══ DATA

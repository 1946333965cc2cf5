use crate::idp::IdpConfig;
use crate::idp::metadata::entity_descriptor;
use crate::sp::SpIdentity;
use samael::schema::Assertion;
use samael::service_provider::ServiceProviderBuilder;

/// What a Response is expected to be addressed to and signed by.
pub struct VerifyContext<'a> {
    pub sp: &'a SpIdentity,
    pub idp: &'a IdpConfig,
    pub request_id: &'a str,
}

/// XML signature verification, consumed as a capability. Implementations
/// return the assertion covered by a signature that chains to `ctx.idp`'s
/// certificate, read from the signed subtree only. Identity claims are taken
/// from that assertion and never from a re-parse of the posted document.
pub trait SignatureVerifier: Send + Sync {
    fn verify(
        &self,
        encoded_response: &str,
        ctx: &VerifyContext<'_>,
    ) -> Result<Assertion, String>;
}

/// Verifies through samael's service-provider validation against IdP
/// metadata synthesised from the IdP config.
pub struct SamaelVerifier {
    _xmlsec: (),
}

impl SamaelVerifier {
    /// Without the `xmlsec` feature samael passes documents through
    /// unverified, so construction fails rather than accept unsigned logins.
    pub fn new() -> anyhow::Result<Self> {
        if !cfg!(feature = "xmlsec") {
            anyhow::bail!(
                "built without the `xmlsec` feature; SAML signatures cannot be verified"
            );
        }
        Ok(Self { _xmlsec: () })
    }
}

impl SignatureVerifier for SamaelVerifier {
    fn verify(
        &self,
        encoded_response: &str,
        ctx: &VerifyContext<'_>,
    ) -> Result<Assertion, String> {
        let idp_metadata = entity_descriptor(ctx.idp).map_err(|e| e.to_string())?;

        let sp = ServiceProviderBuilder::default()
            .entity_id(ctx.sp.entity_id.clone())
            .acs_url(ctx.sp.acs_url.clone())
            .idp_metadata(idp_metadata)
            .build()
            .map_err(|e| format!("failed to build ServiceProvider: {e}"))?;

        sp.parse_base64_response(encoded_response, Some(&[ctx.request_id]))
            .map_err(|e| e.to_string())
    }
}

════

Each line of the data must be set down again as it is.

repository 1946333965cc2cf5
use crate::idp::IdpConfig;
use crate::idp::metadata::entity_descriptor;
use crate::sp::SpIdentity;
use samael::schema::Assertion;
use samael::service_provider::ServiceProviderBuilder;

/// What a Response is expected to be addressed to and signed by.
pub struct VerifyContext<'a> {
    pub sp: &'a SpIdentity,
    pub idp: &'a IdpConfig,
    pub request_id: &'a str,
}

/// XML signature verification, consumed as a capability. Implementations
/// return the assertion covered by a signature that chains to `ctx.idp`'s
/// certificate, read from the signed subtree only. Identity claims are taken
/// from that assertion and never from a re-parse of the posted document.
pub trait SignatureVerifier: Send + Sync {
    fn verify(
        &self,
        encoded_response: &str,
        ctx: &VerifyContext<'_>,
    ) -> Result<Assertion, String>;
}

/// Verifies through samael's service-provider validation against IdP
/// metadata synthesised from the IdP config.
pub struct SamaelVerifier {
    _xmlsec: (),
}

impl SamaelVerifier {
    /// Without the `xmlsec` feature samael passes documents through
    /// unverified, so construction fails rather than accept unsigned logins.
    pub fn new() -> anyhow::Result<Self> {
        if !cfg!(feature = "xmlsec") {
            anyhow::bail!(
                "built without the `xmlsec` feature; SAML signatures cannot be verified"
            );
        }
        Ok(Self { _xmlsec: () })
    }
}

impl SignatureVerifier for SamaelVerifier {
    fn verify(
        &self,
        encoded_response: &str,
        ctx: &VerifyContext<'_>,
    ) -> Result<Assertion, String> {
        let idp_metadata = entity_descriptor(ctx.idp).map_err(|e| e.to_string())?;

        let sp = ServiceProviderBuilder::default()
            .entity_id(ctx.sp.entity_id.clone())
            .acs_url(ctx.sp.acs_url.clone())
            .idp_metadata(idp_metadata)
            .build()
            .map_err(|e| format!("failed to build ServiceProvider: {e}"))?;

        sp.parse_base64_response(encoded_response, Some(&[ctx.request_id]))
            .map_err(|e| e.to_string())
    }
}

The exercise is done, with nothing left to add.